How to use summarise() in R
R Tutorial: dplyr::summarise()
Introduction
The summarise() function from the dplyr package is used to create summary statistics from data frames. It reduces multiple rows down to a single summary row by applying aggregate functions like mean(), sum(), count(), or max() to columns. This function is essential for data analysis when you need to compute descriptive statistics, create reports, or generate insights from grouped data. The summarise() function is part of the tidyverse ecosystem and works seamlessly with other dplyr functions like group_by() and filter(). It’s particularly powerful when combined with grouping operations, allowing you to calculate statistics for different subsets of your data in a single operation.
Syntax
summarise(.data, ..., .by = NULL, .groups = NULL)Key Arguments: - .data: A data frame or tibble to summarize - ...: Name-value pairs of summary functions (e.g., mean_height = mean(height)) - .by: Optional grouping columns (alternative to using group_by()) - .groups: How to handle grouping structure in the output (“drop_last”, “drop”, “keep”, “rowwise”)
Example 1: Basic Usage
Let’s start with a simple example using the palmerpenguins dataset:
library(tidyverse)
library(palmerpenguins)
# Basic summary statistics
penguins |>
summarise(
count = n(),
avg_bill_length = mean(bill_length_mm, na.rm = TRUE),
max_body_mass = max(body_mass_g, na.rm = TRUE),
min_flipper_length = min(flipper_length_mm, na.rm = TRUE)
)# A tibble: 1 × 4
count avg_bill_length max_body_mass min_flipper_length
<int> <dbl> <int> <int>
1 344 43.9 6300 172
This example demonstrates the basic functionality of summarise(). We created four summary statistics: total count of observations using n(), average bill length, maximum body mass, and minimum flipper length. The na.rm = TRUE argument handles missing values by excluding them from calculations.

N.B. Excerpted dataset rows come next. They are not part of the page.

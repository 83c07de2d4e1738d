use ecurve::*;

fn codec() -> WordCodec {
    WordCodec::with_geometry(Geometry::new(2, 3).unwrap())
}

#[test]
fn test_ambiguous_words_are_dropped_by_default() {
    let c = codec();
    let records: [(Family, &str); 3] = [(1, "ARNDCQ"), (2, "NDCQE"), (1, "ARNDC")];
    let idx = build_index(c.clone(), &records, &BuildConfig::default()).unwrap();
    // "ARNDC" (family 1 twice) and "RNDCQ" stay, "NDCQE" is family 2 only.
    let ndcqe = c.encode(b"NDCQE").unwrap();
    assert_eq!(idx.lookup_exact(c.encode(b"ARNDC").unwrap()), Some(1));
    assert_eq!(idx.lookup_exact(c.encode(b"RNDCQ").unwrap()), Some(1));
    assert_eq!(idx.lookup_exact(ndcqe), Some(2));
    assert_eq!(idx.len(), 3);

    let clash: [(Family, &str); 3] = [(1, "ARNDC"), (2, "ARNDC"), (3, "WWWWW")];
    let idx = build_index(c.clone(), &clash, &BuildConfig::default()).unwrap();
    assert_eq!(idx.len(), 1);
    assert_eq!(idx.lookup_exact(c.encode(b"ARNDC").unwrap()), None);

    let kept = build_index(c.clone(), &clash, &BuildConfig::default().keep_ambiguous(true)).unwrap();
    assert_eq!(kept.len(), 2);
    assert_eq!(kept.lookup_exact(c.encode(b"ARNDC").unwrap()), Some(1));
}

#[test]
fn test_incremental_builder_counts() {
    let c = codec();
    let mut b = IndexBuilder::new(c.clone(), &BuildConfig::default());
    assert!(b.is_empty());
    assert_eq!(b.add_sequence(b"ARNDCQ", 7).unwrap(), 2);
    assert_eq!(b.add_sequence(b"ARN", 7).unwrap(), 0);
    b.insert(c.encode(b"ARNDC").unwrap(), 7).unwrap();
    b.insert(c.encode(b"ARNDC").unwrap(), 8).unwrap();
    b.insert(c.encode(b"ARNDC").unwrap(), 9).unwrap();
    assert_eq!(b.len(), 2);
    assert_eq!(b.ambiguous(), 1);
    assert!(matches!(
        b.insert(Word::new(400, 0), 1),
        Err(Error::InvalidWord { .. })
    ));
    assert!(matches!(
        b.insert(Word::new(0, 0), FAMILY_INVALID),
        Err(Error::InvalidFamily(_))
    ));

    let idx = b.finish().unwrap();
    assert_eq!(idx.len(), 1);
    idx.verify().unwrap();
}

#[test]
fn test_min_seq_len_skips_short_records() {
    let c = codec();
    let records: [(Family, &str); 2] = [(1, "ARNDC"), (2, "WWWWWWWW")];
    let idx = build_index(c, &records, &BuildConfig::default().min_seq_len(6)).unwrap();
    assert_eq!(idx.len(), 1);
    assert_eq!(idx.family_at(0), Some(2));
}

#[test]
fn test_parallel_build_matches_sequential_insertion() {
    let c = codec();
    let alphabet = c.alphabet().as_bytes().to_vec();
    // Deterministic pseudo-random sequences.
    let mut state = 0x2545_f491_u64;
    let mut records = Vec::new();
    for i in 0..300u16 {
        let seq: Vec<u8> = (0..40)
            .map(|_| {
                state = state.wrapping_mul(6364136223846793005).wrapping_add(1442695040888963407);
                alphabet[(state >> 33) as usize % alphabet.len()]
            })
            .collect();
        records.push((i % 17, seq));
    }

    let cfg = BuildConfig::default().threads(2);
    let parallel = build_index(c.clone(), &records, &cfg).unwrap();

    let mut b = IndexBuilder::new(c, &cfg);
    for (family, seq) in &records {
        b.add_sequence(seq, *family).unwrap();
    }
    assert_eq!(parallel, b.finish().unwrap());
}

Example 2: Practical Application
Here’s a more practical example that combines summarise() with group_by() to analyze penguin species:
# Species comparison with grouped summaries
species_summary <- penguins |>
group_by(species, island) |>
summarise(
penguin_count = n(),
avg_bill_length = mean(bill_length_mm, na.rm = TRUE),
avg_bill_depth = mean(bill_depth_mm, na.rm = TRUE),
avg_body_mass = mean(body_mass_g, na.rm = TRUE),
mass_sd = sd(body_mass_g, na.rm = TRUE),
.groups = "drop"
) |>
arrange(desc(avg_body_mass))
species_summary# A tibble: 5 × 7
species island penguin_count avg_bill_length avg_bill_depth avg_body_mass mass_sd
<fct> <fct> <int> <dbl> <dbl> <dbl> <dbl>
1 Gentoo Biscoe 124 47.5 15.0 5076. 504.
2 Chinstrap Dream 68 48.8 18.4 3733. 384.

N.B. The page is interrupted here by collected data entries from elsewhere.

impl PlainCodec {
    fn next_line<R: BufRead>(&mut self, r: &mut R) -> Result<()> {
        loop {
            self.line.clear();
            if r.read_line(&mut self.line)? == 0 {
                return Err(Error::format(format!(
                    "unexpected end of file after line {}",
                    self.line_no
                )));
            }
            self.line_no += 1;
            if !self.line.starts_with(PLAIN_COMMENT) {
                return Ok(());
            }
        }
    }

    fn current(&self) -> &str {
        self.line.trim_end_matches(['\n', '\r'])
    }

    fn error(&self, message: impl std::fmt::Display) -> Error {
        Error::format(format!("line {}: {message}", self.line_no))
    }

    fn parse<T>(&self, field: &str, what: &str) -> Result<T>
    where
        T: FromStr,
        T::Err: std::fmt::Display,
    {
        field.parse().map_err(|e| self.error(format!("{what}: {e}")))
    }

    /// Split a record line into its two fields.
    fn fields(&self) -> Result<(&str, &str)> {
        let mut it = self.current().split_ascii_whitespace();
        match (it.next(), it.next(), it.next()) {
            (Some(a), Some(b), None) => Ok((a, b)),
            _ => Err(self.error(format!("expected two fields in {:?}", self.current()))),
        }
    }
}

impl RecordCodec for PlainCodec {
    fn read_header<R: BufRead>(&mut self, r: &mut R) -> Result<(Alphabet, u64)> {
        self.next_line(r)?;
        let (alpha, count) = self
            .current()
            .strip_prefix(PLAIN_HEADER)
            .and_then(|rest| rest.split_once(PLAIN_SUFFIXES))
            .ok_or_else(|| self.error("malformed header"))?;
        let alphabet = Alphabet::new(alpha).map_err(|e| self.error(e))?;
        Ok((alphabet, self.parse(count.trim(), "suffix count")?))
    }

    fn read_prefix<R: BufRead>(&mut self, r: &mut R, codec: &WordCodec) -> Result<(u32, u64)> {
        self.next_line(r)?;
        let line = self.current();
        if !line.starts_with('>') || line.starts_with(">>") {
            return Err(self.error("expected a prefix record"));
        }
        let (word, count) = self.fields()?;
        let prefix = codec
            .encode_prefix(word[1..].as_bytes())
            .map_err(|e| self.error(e))?;
        Ok((prefix, self.parse(count, "run length")?))
    }

    fn read_suffix<R: BufRead>(&mut self, r: &mut R, codec: &WordCodec) -> Result<(u64, Family)> {
        self.next_line(r)?;
        let (word, family) = self.fields()?;
        let suffix = codec
            .encode_suffix(word.as_bytes())
            .map_err(|e| self.error(e))?;
        Ok((suffix, self.parse(family, "family")?))
    }

    fn write_header<W: Write>(
        &mut self,
        w: &mut W,
        alphabet: &Alphabet,
        count: u64,
    ) -> Result<()> {
        writeln!(w, "{PLAIN_HEADER}{}{PLAIN_SUFFIXES}{count}", alphabet.as_str())?;
        Ok(())
    }

    fn write_prefix<W: Write>(
        &mut self,
        w: &mut W,
        codec: &WordCodec,
        prefix: u32,
        count: u64,
    ) -> Result<()> {
        w.write_all(b">")?;
        w.write_all(&codec.decode_prefix(prefix)?)?;
        writeln!(w, " {count}")?;
        Ok(())
    }

    fn write_suffix<W: Write>(
        &mut self,
        w: &mut W,
        codec: &WordCodec,
        suffix: u64,
        family: Family,
    ) -> Result<()> {
        w.write_all(&codec.decode_suffix(suffix)?)?;
        writeln!(w, " {family}")?;
        Ok(())
    }
}

/// Read a record-based index.
pub fn load_records<R: BufRead, C: RecordCodec>(
    r: &mut R,
    geometry: Geometry,
    records: &mut C,
) -> Result<WordIndex> {
    let (alphabet, suffix_count) = records.read_header(r)?;
    let codec = WordCodec::new(alphabet, geometry);
    let n = geometry.prefix_count();
    let total = usize::try_from(suffix_count)
        .map_err(|_| Error::format(format!("suffix count {suffix_count} too large")))?;

    let mut prefixes: Vec<PrefixEntry> = Vec::with_capacity(n as usize);
    let mut suffixes = Vec::with_capacity(total.min(PREALLOC_LIMIT));
    let mut families = Vec::with_capacity(total.min(PREALLOC_LIMIT));

    while suffixes.len() < total {
        let (prefix, run) = records.read_prefix(r, &codec)?;
        if prefix >= n || (prefix as usize) < prefixes.len() {
            return Err(Error::format(format!(
                "prefix {prefix} out of range or out of order"
            )));
        }
        let remaining = (total - suffixes.len()) as u64;
        if run == 0 || run > remaining {
            return Err(Error::format(format!(
                "prefix {prefix}: run of {run} with {remaining} suffixes left"
            )));
        }

        let first = suffixes.len() as u64;
        prefixes.resize(prefix as usize, PrefixEntry::empty(first));
        prefixes.push(PrefixEntry { first, count: run });

        let mut prev: Option<u64> = None;
        for _ in 0..run {
            let (suffix, family) = records.read_suffix(r, &codec)?;
            if !codec.is_valid_suffix(suffix) {
                return Err(Error::InvalidWord { prefix, suffix });
            }
            check_family(family)?;
            if prev.is_some_and(|p| suffix <= p) {
                return Err(Error::format(format!(
                    "prefix {prefix}: suffixes not ascending"
                )));
            }
            suffixes.push(suffix);
            families.push(family);
            prev = Some(suffix);
        }
    }
    let end = suffixes.len() as u64;
    prefixes.resize(n as usize, PrefixEntry::beyond(end));
    Ok(WordIndex::from_tables(codec, prefixes, suffixes, families))
}

/// Write a record-based index.
pub fn store_records<W: Write, C: RecordCodec>(
    w: &mut W,
    index: &WordIndex,
    records: &mut C,
) -> Result<()> {
    let codec = index.codec();
    let (suffixes, families) = (index.suffix_table(), index.class_table());
    records.write_header(w, codec.alphabet(), suffixes.len() as u64)?;

    for (p, entry) in index.prefix_table().iter().enumerate() {
        let RunState::Occupied { offset, count } = entry.state() else {
            continue;
        };
        let run = offset..offset + count;
        let (s, f) = suffixes
            .get(run.clone())
            .zip(families.get(run))
            .ok_or_else(|| Error::format(format!("prefix {p}: run exceeds the tables")))?;
        records.write_prefix(w, codec, p as u32, count as u64)?;
        for (&suffix, &family) in s.iter().zip(f) {
            records.write_suffix(w, codec, suffix, family)?;
        }
    }
    Ok(())
}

3 Adelie Biscoe 44 39.0 18.4 3710. 488.
4 Adelie Dream 56 38.5 18.3 3688. 455.
5 Adelie Torgersen 52 39.0 18.4 3706. 445.

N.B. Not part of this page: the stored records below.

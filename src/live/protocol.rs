// SPDX-License-Identifier: GPL-3.0-or-later

use crate::api::common::Payload;
use anyhow::{Context, Result};
use base64::Engine as _;
use chrono::{DateTime, Utc};
use sha2::{Digest, Sha256};

pub(crate) const AUTHENTICATION_ERROR: &str =
    "Could not authenticate credentials. Please check token and keys";

pub(crate) const CHECKSUM_HEADER: &str = "X-Checksum";
pub(crate) const TIMESTAMP_HEADER: &str = "X-Timestamp";
pub(crate) const APP_KEY_HEADER: &str = "X-AppKey";
pub(crate) const SESSION_TOKEN_HEADER: &str = "X-SessionToken";

/// Credentials kept after a successful session generation.
#[derive(Clone, Debug, PartialEq, Eq)]
pub(crate) struct Session {
    pub api_secret: String,
    /// Token obtained from the login flow.
    pub api_session: String,
    /// Base64 token issued by the service, sent on signed requests.
    pub session_token: String,
    pub user_id: String,
}

/// Seconds precision, milliseconds are always zero.
pub(crate) fn format_timestamp(date_time: DateTime<Utc>) -> String {
    date_time.format("%Y-%m-%dT%H:%M:%S.000Z").to_string()
}

pub(crate) fn checksum(timestamp: &str, body: &str, api_secret: &str) -> String {
    let digest = Sha256::digest(format!("{timestamp}{body}{api_secret}").as_bytes());
    format!("token {digest:x}")
}

/// Extracts the session token from a customer details response. The token decodes to
/// `user_id:session_key`.
pub(crate) fn parse_session(
    envelope: &Payload,
    api_secret: &str,
    api_session: &str,
) -> Result<Session> {
    let session_token = envelope
        .get("Success")
        .and_then(|success| success.get("session_token"))
        .and_then(|token| token.as_str())
        .context(AUTHENTICATION_ERROR)?;
    let decoded = base64::engine::general_purpose::STANDARD
        .decode(session_token)
        .context(AUTHENTICATION_ERROR)?;
    let decoded = String::from_utf8(decoded).context(AUTHENTICATION_ERROR)?;
    let (user_id, _session_key) = decoded.split_once(':').context(AUTHENTICATION_ERROR)?;

    Ok(Session {
        api_secret: api_secret.into(),
        api_session: api_session.into(),
        session_token: session_token.into(),
        user_id: user_id.into(),
    })
}

/// Fails when the envelope reports an error with a non 200 status, otherwise leaves it alone.
pub(crate) fn check_envelope(envelope: &Payload) -> Result<()> {
    let status = envelope.get("Status").and_then(|status| status.as_u64());
    let error = envelope.get("Error").filter(|error| !error.is_null());
    match (status, error) {
        (Some(200), _) | (_, None) => Ok(()),
        (status, Some(error)) => {
            let message = error
                .as_str()
                .map(String::from)
                .unwrap_or_else(|| error.to_string());
            match status {
                Some(status) => anyhow::bail!("breeze api error ({status}): {message}"),
                None => anyhow::bail!("breeze api error: {message}"),
            }
        }
    }
}
// SPDX-License-Identifier: GPL-3.0-or-later

use serde_json::Value;

/// An opaque JSON document as returned by the brokerage. No structure is assumed.
pub type Payload = Value;

pub type CustomerDetails = Payload;

pub type Funds = Payload;
// Copyright (C) 2025 Agostinho Junior
// SPDX-License-Identifier: GPL-3.0-or-later

pub mod api;
pub mod error;
pub mod service;
pub mod simulated;

#[cfg(feature = "live")]
pub mod live;

pub use error::ServiceError;
pub use service::BreezeService;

This example shows how summarise() works with grouped data to create comprehensive summaries for each species-island combination. We calculated multiple statistics and used arrange() to sort by average body mass, revealing that Gentoo penguins are the heaviest on average.
Example 3: Advanced Usage
Advanced usage includes using multiple summary functions and conditional summaries:
# Advanced summarise with conditional logic and multiple functions
advanced_summary <- penguins |>
group_by(species) |>
summarise(
total_count = n(),
complete_cases = sum(!is.na(bill_length_mm) & !is.na(body_mass_g)),
heavy_penguins = sum(body_mass_g > 4000, na.rm = TRUE),
pct_heavy = round(heavy_penguins / complete_cases * 100, 1),
bill_length_range = max(bill_length_mm, na.rm = TRUE) - min(bill_length_mm, na.rm = TRUE),
mass_quartiles = list(quantile(body_mass_g, na.rm = TRUE)),
.groups = "drop"
)
# Extract quartiles for one species
advanced_summary$mass_quartiles[[1]] # Adelie quartiles 0% 25% 50% 75% 100%
2850 3350 3700 4000 4775
This advanced example demonstrates conditional counting, percentage calculations, range calculations, and storing complex objects like quartiles in list columns.
Common Mistakes
1. Forgetting na.rm = TRUE with missing data:
# Wrong - will return NA if any missing values exist
penguins |> summarise(avg_mass = mean(body_mass_g))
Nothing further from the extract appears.